Il terreno spianato era abbastanza largo ma molto in pendenza rispetto agli spazi di cui avevamo bisogno. Quindi gira e rigira il progetto: alla fine sono riuscito a far quadrare il tutto riducendo le dimensioni, ma non le funzioni od i criteri di sicurezza. È venuto fuori un progetto frutto di miei continui schizzi e modifiche, tradotto poi dal fratello di Enzo - abituato a disegnare per lui Pediatrie e sale parto in giro per l'Africa - che lo ha riportato in scala. Nella zona di terra, che siamo riusciti a livellare con la ruspa, ho immaginato il posto di guardia accanto all'ingresso dell'area a basso rischio. Qui entra il personale sanitario, che si spoglia e indossa camici e stivali, si sterilizza con una bella innaffiata di acqua clorinata e lavora in quel settore senza contatti con i casi sospetti. Dietro viene realizzata l'area ad alto rischio, lontana e poco visibile dalla strada, orientata verso la foresta. Attraverso un ingresso super controllato.

Qui le ambulanze scaricano il caso sospetto che viene sottoposto ad un primo screening e poi diretto verso il settore dei casi sospetti, isolato dal resto da una doppia recinzione. I sanitari entrano nell'area rossa tramite una stanza che rappresenta il cuore della struttura. Qui dentro ci si cambia di nuovo, si lasciano gli abbigliamenti da corsia e si indossano le tute e gli scafandri oltre a tre paia di guanti ed occhiali. Finalmente, in condizioni di massima sicurezza, il medico o l'infermiere entrano a contatto con il paziente, fanno il prelievo di sangue che viene subito portato con l'ambulanza al laboratorio di Msf a Bo, o a quello della Croce Rossa a Kenema. Al massimo entro due giorni arriva la risposta. Se affermativa, il malato passa nell'area dei positivi per il tempo necessario ad essere prelevato dall'ambulanza super-protetta e trasferito ad uno dei due centri di trattamento. Se negativo sarà malaria o polmonite, gastroenterite od altro e quindi ricoverato, se necessario, nell'ospedale del distretto.

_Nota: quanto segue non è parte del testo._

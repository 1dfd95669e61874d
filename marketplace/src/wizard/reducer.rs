//! Sell-tickets wizard reducer.

use super::actions::WizardAction;
use super::environment::WizardEnvironment;
use super::types::{BatchProgress, EventForm, ImageFile, WizardState, WizardStep};
use super::upload::object_path;
use super::validation::{build_event, build_listing, check_batch, check_forward, check_image};
use crate::error::ValidationError;
use crate::gateway::{AuthProvider, EventGateway, ImageStore, ListingGateway};
use crate::notification::{notify, Notification, Notifier};
use crate::routing::Route;
use crate::types::Event;
use std::marker::PhantomData;
use std::sync::Arc;
use ticketdock_core::{
    async_effect, effect::Effect, fire_and_forget, reducer::Reducer, smallvec, SmallVec,
};

/// Catalog fetch failed
pub const EVENTS_FAILED: &str = "Failed to load events";
/// Event insert failed
pub const CREATE_EVENT_FAILED: &str = "Failed to create event";
/// Event insert succeeded
pub const EVENT_CREATED: &str = "Event created successfully";
/// Listing insert failed
pub const SUBMIT_FAILED: &str = "Failed to create listing";
/// Listing insert succeeded
pub const SUBMITTED: &str = "Tickets listed successfully!";
/// In-flight uploads abandoned
pub const UPLOADS_CANCELLED: &str = "Upload cancelled";

type Effects = SmallVec<[Effect<WizardAction>; 4]>;

/// Reducer for the sell-tickets wizard
pub struct WizardReducer<G> {
    _gateway: PhantomData<fn() -> G>,
}

impl<G> WizardReducer<G> {
    /// Creates a new `WizardReducer`
    #[must_use]
    pub const fn new() -> Self {
        Self {
            _gateway: PhantomData,
        }
    }
}

impl<G> Default for WizardReducer<G> {
    fn default() -> Self {
        Self::new()
    }
}

impl<G> Clone for WizardReducer<G> {
    fn clone(&self) -> Self {
        Self::new()
    }
}

impl<G> std::fmt::Debug for WizardReducer<G> {
    fn fmt(&self, f: &mut std::fmt::Formatter<'_>) -> std::fmt::Result {
        f.write_str("WizardReducer")
    }
}

fn reject(notifier: &Arc<dyn Notifier>, error: &ValidationError) -> Effects {
    tracing::debug!(%error, "wizard input rejected");
    smallvec![notify(notifier, [Notification::error(error.to_string())])]
}

impl<G> WizardReducer<G>
where
    G: ListingGateway + EventGateway + ImageStore + AuthProvider + 'static,
{
    fn load_events(state: &mut WizardState, env: &WizardEnvironment<G>) -> Effects {
        state.events_loading = true;

        let gateway = Arc::clone(&env.gateway);
        let from = env.clock.now();
        let limit = env.limits.event_catalog_size;
        smallvec![async_effect! {
            match gateway.upcoming_events(from, limit).await {
                Ok(events) => Some(WizardAction::EventsLoaded(events)),
                Err(error) => Some(WizardAction::EventsFailed(error.to_string())),
            }
        }]
    }

    /// Keep the selected event even when a refetch no longer returns it
    fn replace_catalog(state: &mut WizardState, mut events: Vec<Event>) {
        if let Some(selected) = state.selected().cloned() {
            if !events.iter().any(|event| event.id == selected.id) {
                events.insert(0, selected);
            }
        }
        state.events = events;
    }

    fn create_event(state: &mut WizardState, env: &WizardEnvironment<G>) -> Effects {
        if state.creating_event {
            return SmallVec::new();
        }
        let event = match build_event(&state.event_form) {
            Ok(event) => event,
            Err(error) => return reject(&env.notifier, &error),
        };
        state.creating_event = true;
        state.error = None;

        let gateway = Arc::clone(&env.gateway);
        smallvec![async_effect! {
            match gateway.create_event(event).await {
                Ok(event) => Some(WizardAction::EventCreated(event)),
                Err(error) => Some(WizardAction::EventCreateFailed(error.to_string())),
            }
        }]
    }

    fn upload_effect(
        env: &WizardEnvironment<G>,
        batch: u64,
        file: ImageFile,
    ) -> Effect<WizardAction> {
        let path = object_path(env.clock.now(), &file, &mut rand::thread_rng());
        let gateway = Arc::clone(&env.gateway);
        let permits = Arc::clone(&env.upload_permits);
        let cancellation = env.cancellation.clone();

        async_effect! {
            let _permit = permits.acquire_owned().await.ok()?;
            if cancellation.is_cancelled(batch) {
                tracing::debug!(batch, file = %file.name, "skipping upload of abandoned batch");
                return None;
            }
            let ImageFile { name, content_type, bytes } = file;
            let result = match gateway.upload(path.clone(), bytes, content_type).await {
                Ok(()) => gateway.public_url(&path),
                Err(error) => Err(error),
            };
            match result {
                Ok(url) => Some(WizardAction::ImageUploaded { batch, file_name: name, url }),
                Err(error) => Some(WizardAction::ImageUploadFailed {
                    batch,
                    file_name: name,
                    error: error.to_string(),
                }),
            }
        }
    }

    fn add_images(
        state: &mut WizardState,
        files: Vec<ImageFile>,
        env: &WizardEnvironment<G>,
    ) -> Effects {
        if files.is_empty() {
            return SmallVec::new();
        }
        if let Err(error) = check_batch(
            state.images.len(),
            state.uploads_in_flight(),
            files.len(),
            env.limits.max_images,
        ) {
            return reject(&env.notifier, &error);
        }

        state.last_batch += 1;
        let batch = state.last_batch;

        let mut rejected = Vec::new();
        let mut uploads = Vec::new();
        for file in files {
            match check_image(&file, env.limits.max_image_bytes) {
                Ok(()) => uploads.push(Self::upload_effect(env, batch, file)),
                Err(error) => {
                    tracing::debug!(batch, %error, "image rejected");
                    rejected.push(Notification::error(error.to_string()));
                },
            }
        }

        let mut effects = Effects::new();
        if !rejected.is_empty() {
            effects.push(notify(&env.notifier, rejected));
        }
        if !uploads.is_empty() {
            tracing::debug!(batch, files = uploads.len(), "uploading images");
            state.uploads.insert(
                batch,
                BatchProgress {
                    remaining: uploads.len(),
                    uploaded: 0,
                },
            );
            effects.push(Effect::merge(uploads));
        }
        effects
    }

    /// Count one finished upload; notifies once the whole batch is done
    fn finish_upload(state: &mut WizardState, batch: u64, succeeded: bool) -> Option<Notification> {
        let progress = state.uploads.get_mut(&batch)?;
        progress.remaining = progress.remaining.saturating_sub(1);
        if succeeded {
            progress.uploaded += 1;
        }
        if progress.remaining > 0 {
            return None;
        }
        let uploaded = progress.uploaded;
        state.uploads.remove(&batch);
        tracing::debug!(batch, uploaded, images = state.images.len(), "upload batch finished");
        (uploaded > 0)
            .then(|| Notification::success(format!("{uploaded} image(s) uploaded successfully")))
    }

    fn submit(state: &mut WizardState, env: &WizardEnvironment<G>) -> Effects {
        if state.step != WizardStep::Review || state.submitting {
            tracing::debug!(step = ?state.step, submitting = state.submitting, "submit ignored");
            return SmallVec::new();
        }
        let Some(event_id) = state.selected_event else {
            return reject(&env.notifier, &ValidationError::NoEventSelected);
        };
        let Some(seller) = env.auth.current_user() else {
            return reject(&env.notifier, &ValidationError::NotSignedIn);
        };
        let listing = match build_listing(event_id, seller.id, &state.images, &state.details) {
            Ok(listing) => listing,
            Err(error) => return reject(&env.notifier, &error),
        };

        state.submitting = true;
        state.error = None;
        tracing::info!(event = %event_id, images = listing.images.len(), "submitting listing");

        let gateway = Arc::clone(&env.gateway);
        smallvec![async_effect! {
            match gateway.create_listing(listing).await {
                Ok(listing) => Some(WizardAction::Submitted(listing)),
                Err(error) => Some(WizardAction::SubmitFailed(error.to_string())),
            }
        }]
    }
}

impl<G> Reducer for WizardReducer<G>
where
    G: ListingGateway + EventGateway + ImageStore + AuthProvider + 'static,
{
    type State = WizardState;
    type Action = WizardAction;
    type Environment = WizardEnvironment<G>;

    #[allow(clippy::too_many_lines)] // One arm per action
    fn reduce(
        &self,
        state: &mut Self::State,
        action: Self::Action,
        env: &Self::Environment,
    ) -> SmallVec<[Effect<Self::Action>; 4]> {
        match action {
            // ========== Event selection ==========
            WizardAction::LoadEvents => Self::load_events(state, env),

            WizardAction::EventsLoaded(events) => {
                state.events_loading = false;
                tracing::debug!(events = events.len(), "event catalog loaded");
                Self::replace_catalog(state, events);
                SmallVec::new()
            },

            WizardAction::EventsFailed(error) => {
                state.events_loading = false;
                tracing::warn!(%error, "event catalog failed");
                smallvec![notify(&env.notifier, [Notification::error(EVENTS_FAILED)])]
            },

            WizardAction::SetEventSearch(text) => {
                state.event_search = text;
                SmallVec::new()
            },

            WizardAction::SelectEvent(id) => {
                if state.events.iter().any(|event| event.id == id) {
                    state.selected_event = Some(id);
                    state.show_create_form = false;
                } else {
                    tracing::warn!(event = %id, "selected event is not in the catalog");
                }
                SmallVec::new()
            },

            WizardAction::ShowCreateEventForm => {
                state.show_create_form = true;
                SmallVec::new()
            },

            WizardAction::HideCreateEventForm => {
                state.show_create_form = false;
                SmallVec::new()
            },

            WizardAction::SetEventForm(form) => {
                state.event_form = form;
                SmallVec::new()
            },

            WizardAction::CreateEvent => Self::create_event(state, env),

            WizardAction::EventCreated(event) => {
                tracing::info!(event = %event.id, "event created");
                state.creating_event = false;
                state.selected_event = Some(event.id);
                state.events.insert(0, event);
                state.event_form = EventForm::default();
                state.show_create_form = false;
                smallvec![notify(&env.notifier, [Notification::success(EVENT_CREATED)])]
            },

            WizardAction::EventCreateFailed(error) => {
                tracing::warn!(%error, "event insert failed");
                state.creating_event = false;
                state.error = Some(CREATE_EVENT_FAILED.to_string());
                smallvec![notify(&env.notifier, [Notification::error(CREATE_EVENT_FAILED)])]
            },

            // ========== Images ==========
            WizardAction::AddImages(files) => Self::add_images(state, files, env),

            WizardAction::ImageUploaded {
                batch,
                file_name,
                url,
            } => {
                if !state.uploads.contains_key(&batch) {
                    tracing::debug!(batch, file = %file_name, "ignoring upload of abandoned batch");
                    return SmallVec::new();
                }
                state.images.push(url);
                Self::finish_upload(state, batch, true)
                    .map(|done| smallvec![notify(&env.notifier, [done])])
                    .unwrap_or_default()
            },

            WizardAction::ImageUploadFailed {
                batch,
                file_name,
                error,
            } => {
                if !state.uploads.contains_key(&batch) {
                    tracing::debug!(batch, file = %file_name, "ignoring failure of abandoned batch");
                    return SmallVec::new();
                }
                tracing::warn!(batch, file = %file_name, %error, "image upload failed");
                let mut shown = vec![Notification::error(format!("Failed to upload {file_name}"))];
                shown.extend(Self::finish_upload(state, batch, false));
                smallvec![notify(&env.notifier, shown)]
            },

            WizardAction::RemoveImage(index) => {
                if index < state.images.len() {
                    state.images.remove(index);
                }
                SmallVec::new()
            },

            WizardAction::CancelUploads => {
                if state.uploads.is_empty() {
                    return SmallVec::new();
                }
                let through = state.last_batch;
                tracing::info!(
                    batches = state.uploads.len(),
                    in_flight = state.uploads_in_flight(),
                    "cancelling uploads"
                );
                state.uploads.clear();

                let cancellation = env.cancellation.clone();
                smallvec![
                    fire_and_forget! { cancellation.cancel_through(through); },
                    notify(&env.notifier, [Notification::info(UPLOADS_CANCELLED)]),
                ]
            },

            // ========== Details and navigation ==========
            WizardAction::SetDetails(details) => {
                state.details = details;
                SmallVec::new()
            },

            WizardAction::NextStep => match check_forward(state) {
                Err(error) => reject(&env.notifier, &error),
                Ok(()) => {
                    if let Some(next) = state.step.next() {
                        tracing::debug!(from = ?state.step, to = ?next, "wizard advanced");
                        state.step = next;
                    }
                    SmallVec::new()
                },
            },

            WizardAction::PreviousStep => {
                if let Some(previous) = state.step.previous() {
                    state.step = previous;
                }
                SmallVec::new()
            },

            // ========== Submission ==========
            WizardAction::Submit => Self::submit(state, env),

            WizardAction::Submitted(listing) => {
                tracing::info!(listing = %listing.id, "listing created");
                state.reset_draft();
                state.redirect = Some(Route::MyTickets);
                smallvec![notify(&env.notifier, [Notification::success(SUBMITTED)])]
            },

            WizardAction::SubmitFailed(error) => {
                tracing::warn!(%error, "listing insert failed");
                state.submitting = false;
                state.error = Some(SUBMIT_FAILED.to_string());
                smallvec![notify(&env.notifier, [Notification::error(SUBMIT_FAILED)])]
            },
        }
    }
}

Il momento più pericoloso per chi lavora nel centro è il rientro dall'area rossa a quella del basso rischio. Molte delle vittime fra il personale sanitario hanno contratto l'infezione quando si sono spogliati degli scafandri. Qui ci si rilassa, stanchi, sudati e stremati dalla tensione si può commettere qualche errore fatale, ti detergi gli occhi dal sudore quando ancora indossi i guanti od altro del genere. Qui infatti, quando ci si spoglia occorre la massima attenzione e serve che un collega ti guardi mentre ti spogli e ti aiuta ad evitare la cazzata fatale.

Questo era il

progetto e lo schema operativo per Ebola. Ho raccolto i giovani del posto, ansiosi di dare una mano, ho coinvolto grazie ai soldi ed ai contratti fatti da Clara due o tre piccoli imprenditori. Ed ora siamo al lavoro.